[Opening EXTRACTED RECORDS section]

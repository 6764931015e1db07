//! Bounded exponential-backoff retries for async operations.

use crate::config::RetryConfig;
use std::future::Future;
use tracing::debug;

/// Runs fallible async operations with bounded retries.
///
/// The delay before attempt `n` (0-indexed, `n >= 1`) is
/// [`RetryConfig::delay_for_attempt`]. After the last attempt fails, that
/// attempt's error is returned unchanged.
#[derive(Debug, Clone, Default)]
pub struct RetryExecutor {
    config: RetryConfig,
}

impl RetryExecutor {
    /// Creates an executor.
    pub fn new(config: RetryConfig) -> Self {
        Self { config }
    }

    /// Returns the retry configuration.
    pub fn config(&self) -> &RetryConfig {
        &self.config
    }

    /// Returns the number of attempts a run makes before giving up.
    pub fn max_attempts(&self) -> u32 {
        self.config.max_attempts.max(1)
    }

    /// Runs `op` until it succeeds or the attempts are used up.
    ///
    /// `op` receives the 0-indexed attempt number.
    pub async fn run<T, E, F, Fut>(&self, op: F) -> Result<T, E>
    where
        F: FnMut(u32) -> Fut,
        Fut: Future<Output = Result<T, E>>,
    {
        self.run_with_hook(op, |_, _| {}).await
    }

    /// Like [`run`](Self::run), calling `on_retry(attempt, &error)` after
    /// every failed attempt that will be retried. `attempt` is 1-indexed.
    pub async fn run_with_hook<T, E, F, Fut, H>(&self, mut op: F, mut on_retry: H) -> Result<T, E>
    where
        F: FnMut(u32) -> Fut,
        Fut: Future<Output = Result<T, E>>,
        H: FnMut(u32, &E),
    {
        let max_attempts = self.max_attempts();
        let mut attempt = 0;

        loop {
            match op(attempt).await {
                Ok(value) => return Ok(value),
                Err(err) => {
                    attempt += 1;
                    if attempt >= max_attempts {
                        return Err(err);
                    }
                    on_retry(attempt, &err);

                    let delay = self.config.delay_for_attempt(attempt);
                    debug!(attempt, ?delay, "retrying after failure");
                    tokio::time::sleep(delay).await;
                }
            }
        }
    }
}

#[cfg(test)]
mod tests {
    use super::*;
    use std::sync::atomic::{AtomicU32, Ordering};
    use std::time::Duration;

    fn fast(max_attempts: u32) -> RetryExecutor {
        RetryExecutor::new(RetryConfig::new(max_attempts).with_initial_delay(Duration::from_millis(1)))
    }

    #[tokio::test]
    async fn succeeds_first_time_without_retry() {
        let calls = &AtomicU32::new(0);
        let result: Result<u32, String> = fast(3)
            .run(move |_| async move {
                calls.fetch_add(1, Ordering::SeqCst);
                Ok(7)
            })
            .await;
        assert_eq!(result, Ok(7));
        assert_eq!(calls.load(Ordering::SeqCst), 1);
    }

    #[tokio::test]
    async fn retries_until_success() {
        let calls = &AtomicU32::new(0);
        let result: Result<u32, String> = fast(5)
            .run(move |attempt| {
                calls.fetch_add(1, Ordering::SeqCst);
                async move {
                    if attempt < 2 {
                        Err(format!("fail {attempt}"))
                    } else {
                        Ok(attempt)
                    }
                }
            })
            .await;
        assert_eq!(result, Ok(2));
        assert_eq!(calls.load(Ordering::SeqCst), 3);
    }

    #[tokio::test]
    async fn exhaustion_returns_last_error_unchanged() {
        let mut hooks = Vec::new();
        let result: Result<(), String> = fast(3)
            .run_with_hook(
                |attempt| async move { Err(format!("fail {attempt}")) },
                |attempt, err: &String| hooks.push((attempt, err.clone())),
            )
            .await;

        assert_eq!(result, Err("fail 2".to_string()));
        assert_eq!(
            hooks,
            vec![(1, "fail 0".to_string()), (2, "fail 1".to_string())]
        );
    }

    #[tokio::test]
    async fn backoff_waits_between_attempts() {
        let executor = RetryExecutor::new(
            RetryConfig::new(3).with_initial_delay(Duration::from_millis(20)),
        );
        let start = tokio::time::Instant::now();
        let _: Result<(), ()> = executor.run(|_| async { Err(()) }).await;
        // 20ms + 40ms of backoff
        assert!(start.elapsed() >= Duration::from_millis(60));
    }
}
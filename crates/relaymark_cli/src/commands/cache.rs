//! Clear-cache command implementation.

use super::open_store;
use relaymark_protocol::{OwnerKey, StateKind};
use relaymark_sync_engine::{StateCache, SyncConfig, SyncResult};
use std::path::Path;
use tracing::info;

/// Runs the clear-cache command.
///
/// Drops the owner's cached documents (or one kind) so the next session
/// refetches them. The offline queue is not touched.
pub fn run(path: &Path, owner: &str, kind: Option<&str>) -> Result<(), Box<dyn std::error::Error>> {
    let store = open_store(path)?;
    let owner = OwnerKey::parse(owner)?;
    let kind: Option<StateKind> = kind.map(str::parse).transpose()?;

    let cache = StateCache::new(store, SyncConfig::default().cache_idle_ttl);
    let removed = clear(&cache, &owner, kind)?;

    info!(%owner, removed, "cleared cache");
    println!("Removed {} cached document(s) for {}", removed, owner);
    Ok(())
}

/// Invalidates the owner's documents and returns how many fewer are
/// persisted afterwards. Entries written concurrently by another process
/// can make that zero.
fn clear(cache: &StateCache, owner: &OwnerKey, kind: Option<StateKind>) -> SyncResult<usize> {
    let before = cache.persisted(Some(owner))?.len();
    cache.invalidate(owner, kind);
    let after = cache.persisted(Some(owner))?.len();
    Ok(before.saturating_sub(after))
}
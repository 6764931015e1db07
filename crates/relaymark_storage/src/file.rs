//! File-based key-value store for persistent storage.

use crate::backend::KvStore;
use crate::error::{StorageError, StorageResult};
use parking_lot::Mutex;
use std::fs::{self, File};
use std::io::{ErrorKind, Write};
use std::path::{Path, PathBuf};

const VALUE_EXTENSION: &str = "kv";
const TEMP_EXTENSION: &str = "tmp";

/// A directory-backed key-value store.
///
/// Each key is stored in its own file. File names are the hex encoding of
/// the key bytes, so arbitrary keys (including `/`) never escape the
/// directory. Values survive process restarts.
///
/// # Durability
///
/// `set` writes a temporary file, calls `File::sync_all()` and renames it
/// over the previous value, so a crash leaves either the old or the new
/// value, never a torn one.
///
/// # Thread Safety
///
/// Writers are serialized by an internal lock; readers go straight to the
/// file system.
///
/// # Example
///
/// ```no_run
/// use relaymark_storage::{FileKvStore, KvStore};
/// use std::path::Path;
///
/// let store = FileKvStore::open(Path::new("relaymark-data")).unwrap();
/// store.set("queue/alice", b"pending").unwrap();
/// ```
#[derive(Debug)]
pub struct FileKvStore {
    dir: PathBuf,
    write_lock: Mutex<()>,
}

impl FileKvStore {
    /// Opens a store rooted at `dir`, creating the directory if needed.
    ///
    /// # Errors
    ///
    /// Returns an error if the directory cannot be created.
    pub fn open(dir: &Path) -> StorageResult<Self> {
        fs::create_dir_all(dir)?;
        Ok(Self {
            dir: dir.to_path_buf(),
            write_lock: Mutex::new(()),
        })
    }

    /// Returns the directory holding the values.
    #[must_use]
    pub fn path(&self) -> &Path {
        &self.dir
    }

    fn value_path(&self, key: &str) -> StorageResult<PathBuf> {
        if key.is_empty() {
            return Err(StorageError::InvalidKey(key.to_string()));
        }
        Ok(self
            .dir
            .join(format!("{}.{}", encode_key(key), VALUE_EXTENSION)))
    }
}

impl KvStore for FileKvStore {
    fn get(&self, key: &str) -> StorageResult<Option<Vec<u8>>> {
        let path = self.value_path(key)?;
        match fs::read(&path) {
            Ok(bytes) => Ok(Some(bytes)),
            Err(e) if e.kind() == ErrorKind::NotFound => Ok(None),
            Err(e) => Err(e.into()),
        }
    }

    fn set(&self, key: &str, value: &[u8]) -> StorageResult<()> {
        let path = self.value_path(key)?;
        let temp = path.with_extension(TEMP_EXTENSION);

        let _guard = self.write_lock.lock();
        {
            let mut file = File::create(&temp)?;
            file.write_all(value)?;
            file.sync_all()?;
        }
        fs::rename(&temp, &path)?;
        Ok(())
    }

    fn delete(&self, key: &str) -> StorageResult<()> {
        let path = self.value_path(key)?;

        let _guard = self.write_lock.lock();
        match fs::remove_file(&path) {
            Ok(()) => Ok(()),
            Err(e) if e.kind() == ErrorKind::NotFound => Ok(()),
            Err(e) => Err(e.into()),
        }
    }

    fn keys(&self, prefix: &str) -> StorageResult<Vec<String>> {
        let mut keys = Vec::new();
        for entry in fs::read_dir(&self.dir)? {
            let path = entry?.path();
            if path.extension().and_then(|e| e.to_str()) != Some(VALUE_EXTENSION) {
                continue;
            }
            let Some(stem) = path.file_stem().and_then(|s| s.to_str()) else {
                continue;
            };
            let key = decode_key(stem).ok_or_else(|| {
                StorageError::Corrupted(format!("unexpected file name {}", path.display()))
            })?;
            if key.starts_with(prefix) {
                keys.push(key);
            }
        }
        keys.sort();
        Ok(keys)
    }
}

fn encode_key(key: &str) -> String {
    hex::encode(key)
}

fn decode_key(name: &str) -> Option<String> {
    hex::decode(name)
        .ok()
        .and_then(|bytes| String::from_utf8(bytes).ok())
}

#[cfg(test)]
mod tests {
    use super::*;
    use proptest::prelude::*;
    use tempfile::tempdir;

    #[test]
    fn file_open_creates_dir() {
        let dir = tempdir().unwrap();
        let path = dir.path().join("nested").join("store");

        let store = FileKvStore::open(&path).unwrap();
        assert!(path.is_dir());
        assert_eq!(store.path(), path);
    }

    #[test]
    fn file_set_and_get() {
        let dir = tempdir().unwrap();
        let store = FileKvStore::open(dir.path()).unwrap();

        store.set("cache/alice/bookmark-list", b"hello").unwrap();
        assert_eq!(
            store.get("cache/alice/bookmark-list").unwrap(),
            Some(b"hello".to_vec())
        );
        assert_eq!(store.get("cache/bob/bookmark-list").unwrap(), None);
    }

    #[test]
    fn file_persistence() {
        let dir = tempdir().unwrap();

        {
            let store = FileKvStore::open(dir.path()).unwrap();
            store.set("queue/alice", b"persistent data").unwrap();
        }

        {
            let store = FileKvStore::open(dir.path()).unwrap();
            assert_eq!(
                store.get("queue/alice").unwrap(),
                Some(b"persistent data".to_vec())
            );
        }
    }

    #[test]
    fn file_delete() {
        let dir = tempdir().unwrap();
        let store = FileKvStore::open(dir.path()).unwrap();

        store.set("k", b"v").unwrap();
        store.delete("k").unwrap();
        assert_eq!(store.get("k").unwrap(), None);
        // Deleting again is fine
        store.delete("k").unwrap();
    }

    #[test]
    fn file_keys_skip_foreign_files() {
        let dir = tempdir().unwrap();
        let store = FileKvStore::open(dir.path()).unwrap();

        store.set("queue/bob", b"1").unwrap();
        store.set("queue/alice", b"2").unwrap();
        store.set("cache/alice/x", b"3").unwrap();
        fs::write(dir.path().join("README"), b"not a value").unwrap();

        assert_eq!(
            store.keys("queue/").unwrap(),
            vec!["queue/alice".to_string(), "queue/bob".to_string()]
        );
        assert_eq!(store.keys("").unwrap().len(), 3);
    }

    #[test]
    fn file_empty_key_rejected() {
        let dir = tempdir().unwrap();
        let store = FileKvStore::open(dir.path()).unwrap();
        assert!(matches!(store.set("", b"v"), Err(StorageError::InvalidKey(_))));
    }

    #[test]
    fn file_names_are_lowercase_hex_of_the_key() {
        assert_eq!(encode_key("queue/a"), "71756575652f61");
        assert_eq!(decode_key("71756575652f61").as_deref(), Some("queue/a"));
        assert_eq!(decode_key("abc"), None);
        assert_eq!(decode_key("zz"), None);
    }

    proptest! {
        #[test]
        fn key_encoding_is_reversible(key in "\\PC{1,40}") {
            prop_assert_eq!(decode_key(&encode_key(&key)), Some(key));
        }
    }
}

[Closing EXTRACTED RECORDS section]

THE PROBLEM:
When you reach the line holding "0-indexed attempt number." in the records above, begin reproducing exactly, stop after the line holding "every failed attempt", and output nothing else.

RESPONSE BELOW:
    /// `op` receives the 0-indexed attempt number.
    pub async fn run<T, E, F, Fut>(&self, op: F) -> Result<T, E>
    where
        F: FnMut(u32) -> Fut,
        Fut: Future<Output = Result<T, E>>,
    {
        self.run_with_hook(op, |_, _| {}).await
    }

    /// Like [`run`](Self::run), calling `on_retry(attempt, &error)` after
    /// every failed attempt that will be retried. `attempt` is 1-indexed.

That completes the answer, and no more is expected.